▶ [SUPPLIED INFORMATION]:
========================================================================

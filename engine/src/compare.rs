// Relational comparison between dynamic values
use crate::convert::{to_date, to_float32, to_float64, to_int, to_int32, to_int64};
use crate::error::ConvertError;
use shared::models::{CompareOp, Value};

fn strip_quotes(s: &str) -> String {
    s.replace('\'', "")
}

/// `a > b`. `b` is coerced to `a`'s numeric width before comparing; strings
/// and dates only compare against their own tag.
///
/// If either operand is `Null` the result is `Ok(true)`. Callers must not
/// treat this as a null ordering.
pub fn gt_any(a: &Value, b: &Value) -> Result<bool, ConvertError> {
    if a.is_null() || b.is_null() {
        return Ok(true);
    }

    match a {
        Value::Str(x) => match b {
            Value::Str(y) => Ok(strip_quotes(x) > strip_quotes(y)),
            _ => Err(ConvertError::Unsupported { from: b.kind(), to: a.kind() }),
        },
        Value::Int32(x) => Ok(*x > to_int32(b)?),
        Value::Int64(x) => Ok(*x > to_int64(b)?),
        Value::Int(x) => Ok(*x > to_int(b)?),
        Value::Float32(x) => Ok(*x > to_float32(b)?),
        Value::Float64(x) => Ok(*x > to_float64(b)?),
        Value::Date(x) => match b {
            Value::Date(y) => Ok(x > y),
            _ => Err(ConvertError::Unsupported { from: b.kind(), to: a.kind() }),
        },
        Value::Null => Err(ConvertError::UnsupportedComparison { left: a.kind(), right: b.kind() }),
    }
}

/// `a < b` for operands of the same tag. No coercion is attempted.
pub fn lt_any(a: &Value, b: &Value) -> Result<bool, ConvertError> {
    match (a, b) {
        (Value::Float64(x), Value::Float64(y)) => Ok(x < y),
        (Value::Float32(x), Value::Float32(y)) => Ok(x < y),
        (Value::Int64(x), Value::Int64(y)) => Ok(x < y),
        (Value::Int32(x), Value::Int32(y)) => Ok(x < y),
        (Value::Int(x), Value::Int(y)) => Ok(x < y),
        (Value::Str(x), Value::Str(y)) => Ok(x < y),
        (Value::Date(x), Value::Date(y)) => Ok(x < y),
        _ => Err(ConvertError::UnsupportedComparison { left: a.kind(), right: b.kind() }),
    }
}

// Date-like operands (text or integer digits) are compared as dates
fn as_date_if_possible(value: &Value) -> Value {
    match to_date(value) {
        Ok(d) => Value::Date(d),
        Err(_) => value.clone(),
    }
}

/// Evaluates `op` from the two strict orderings `a > b` and `b > a`.
pub fn compare_op(a: &Value, b: &Value, op: CompareOp) -> Result<bool, ConvertError> {
    let a = as_date_if_possible(a);
    let b = as_date_if_possible(b);

    let gt = gt_any(&a, &b)?;
    let lt = gt_any(&b, &a)?;

    Ok(match op {
        CompareOp::Gt => gt,
        CompareOp::Ge => !lt,
        CompareOp::Eq => !gt && !lt,
        CompareOp::Ne => gt || lt,
        CompareOp::Lt => lt,
        CompareOp::Le => !gt,
    })
}

/// Compares `a` and `b` with one of `==`, `!=`, `>`, `<`, `>=`, `<=`.
pub fn comparer(a: &Value, b: &Value, op: &str) -> Result<bool, ConvertError> {
    let op: CompareOp = op.parse()?;
    compare_op(a, b, op)
}
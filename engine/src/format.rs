// Display and SQL-literal formatting of dynamic values
use shared::models::Value;

// Inserts ',' every three digits: -1234567 -> "-1,234,567"
fn group_thousands(x: i64) -> String {
    let digits = x.unsigned_abs().to_string();
    let mut grouped = String::with_capacity(digits.len() + digits.len() / 3 + 1);
    if x < 0 {
        grouped.push('-');
    }

    for (idx, ch) in digits.chars().enumerate() {
        if idx > 0 && (digits.len() - idx) % 3 == 0 {
            grouped.push(',');
        }
        grouped.push(ch);
    }
    grouped
}

// Decimal places shrink as the magnitude grows
fn pretty_float(x: f64) -> String {
    let r = x.abs();
    if r < 0.1 {
        format!("{:.4}", x)
    } else if r < 1.0 {
        format!("{:.3}", x)
    } else if r < 10.0 {
        format!("{:.2}", x)
    } else {
        format!("{:.1}", x)
    }
}

/// Human-readable form used by table output.
pub fn pretty_string(value: &Value) -> String {
    match value {
        Value::Int32(x) => group_thousands(i64::from(*x)),
        Value::Int64(x) => group_thousands(*x),
        Value::Int(x) => group_thousands(*x as i64),
        Value::Float32(x) => pretty_float(f64::from(*x)),
        Value::Float64(x) => pretty_float(*x),
        Value::Str(s) => s.clone(),
        Value::Date(d) => d.format("%Y-%m-%d").to_string(),
        Value::Null => String::new(),
    }
}

/// Constant suitable for splicing into a ClickHouse query.
pub fn to_sql_literal(value: &Value) -> String {
    match value {
        Value::Int32(_) | Value::Int64(_) | Value::Int(_) | Value::Float32(_) | Value::Float64(_) => {
            value.to_string()
        }
        Value::Str(s) => format!("'{}'", s),
        Value::Date(d) => format!("'{}'", d.format("%Y%m%d")),
        Value::Null => String::new(),
    }
}
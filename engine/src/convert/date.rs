// Date coercion for values read from query results and SQL literals
use chrono::{DateTime, NaiveDate, NaiveTime, Utc};

use crate::error::ConvertError;
use shared::models::{Kind, Value};

#[derive(Clone, Copy)]
enum Field {
    Digits(usize, usize),
    Letters(usize, usize),
    Lit(char),
}

use self::Field::{Digits, Letters, Lit};

// chrono skips blanks and takes short numeric fields, so each layout is
// matched on its exact shape before the calendar is checked.
const COMPACT: &[Field] = &[Digits(8, 8)];
const SLASHED: &[Field] = &[Digits(1, 2), Lit('/'), Digits(1, 2), Lit('/'), Digits(4, 4)];
const SLASHED_PADDED: &[Field] = &[Digits(2, 2), Lit('/'), Digits(2, 2), Lit('/'), Digits(4, 4)];
const SHORT_NAME_COMMA: &[Field] = &[Letters(3, 3), Lit(' '), Digits(1, 2), Lit(','), Lit(' '), Digits(4, 4)];
const LONG_NAME_COMMA: &[Field] = &[Letters(3, 9), Lit(' '), Digits(1, 2), Lit(','), Lit(' '), Digits(4, 4)];
const SHORT_NAME: &[Field] = &[Letters(3, 3), Lit(' '), Digits(1, 2), Lit(' '), Digits(4, 4)];
const LONG_NAME: &[Field] = &[Letters(3, 9), Lit(' '), Digits(1, 2), Lit(' '), Digits(4, 4)];

// Accepted layouts in priority order: compact numeric, M/D/YYYY, MM/DD/YYYY,
// "Mon D, YYYY", "Month D, YYYY", then both name forms without the comma.
const DATE_FORMATS: [(&str, &[Field]); 7] = [
    ("%Y%m%d", COMPACT),
    ("%-m/%-d/%Y", SLASHED),
    ("%m/%d/%Y", SLASHED_PADDED),
    ("%b %-d, %Y", SHORT_NAME_COMMA),
    ("%B %-d, %Y", LONG_NAME_COMMA),
    ("%b %-d %Y", SHORT_NAME),
    ("%B %-d %Y", LONG_NAME),
];

fn run_len(text: &str, min: usize, max: usize, class: fn(&u8) -> bool) -> Option<usize> {
    let len = text.bytes().take_while(class).count();
    (min..=max).contains(&len).then_some(len)
}

fn fits(text: &str, layout: &[Field]) -> bool {
    let mut rest = text;
    for field in layout {
        let taken = match *field {
            Digits(min, max) => run_len(rest, min, max, u8::is_ascii_digit),
            Letters(min, max) => run_len(rest, min, max, u8::is_ascii_alphabetic),
            Lit(c) => rest.starts_with(c).then_some(c.len_utf8()),
        };
        match taken {
            Some(len) => rest = &rest[len..],
            None => return false,
        }
    }
    rest.is_empty()
}

fn parse_date_text(text: &str) -> Result<DateTime<Utc>, ConvertError> {
    let cleaned = text.replace('\'', "");

    DATE_FORMATS
        .iter()
        .filter(|(_, layout)| fits(&cleaned, layout))
        .find_map(|(format, _)| NaiveDate::parse_from_str(&cleaned, format).ok())
        .map(|date| DateTime::from_naive_utc_and_offset(date.and_time(NaiveTime::MIN), Utc))
        .ok_or_else(|| ConvertError::Parse {
            input: text.to_string(),
            to: Kind::Date,
        })
}

/// Coerces text, dates and integers (read as `YYYYMMDD`-style digits) into a
/// UTC date at midnight.
pub fn to_date(value: &Value) -> Result<DateTime<Utc>, ConvertError> {
    match value {
        Value::Date(d) => Ok(*d),
        Value::Str(s) => parse_date_text(s),
        Value::Int32(x) => parse_date_text(&x.to_string()),
        Value::Int64(x) => parse_date_text(&x.to_string()),
        Value::Int(x) => parse_date_text(&x.to_string()),
        Value::Float32(_) | Value::Float64(_) | Value::Null => Err(ConvertError::Unsupported {
            from: value.kind(),
            to: Kind::Date,
        }),
    }
}
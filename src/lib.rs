//! Judge Webhook Receiver - an HTTP endpoint for submission result notifications.
//!
//! This library provides the ingestion pipeline for webhook deliveries from a
//! remote code-judging service: HMAC-SHA256 signature verification over the
//! raw request body, payload parsing and validation, and status-based dispatch
//! to outcome-specific hooks.

pub mod config;
pub mod hooks;
pub mod server;
pub mod types;
pub mod webhooks;

#[cfg(test)]
pub(crate) mod test_utils;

========================================================================

▶ [WHAT NEEDS TO BE DONE]:
Going through the entries, return every line holding the word "class".

▶ [COMPLETED TASK]:
fn run_len(text: &str, min: usize, max: usize, class: fn(&u8) -> bool) -> Option<usize> {
    let len = text.bytes().take_while(class).count();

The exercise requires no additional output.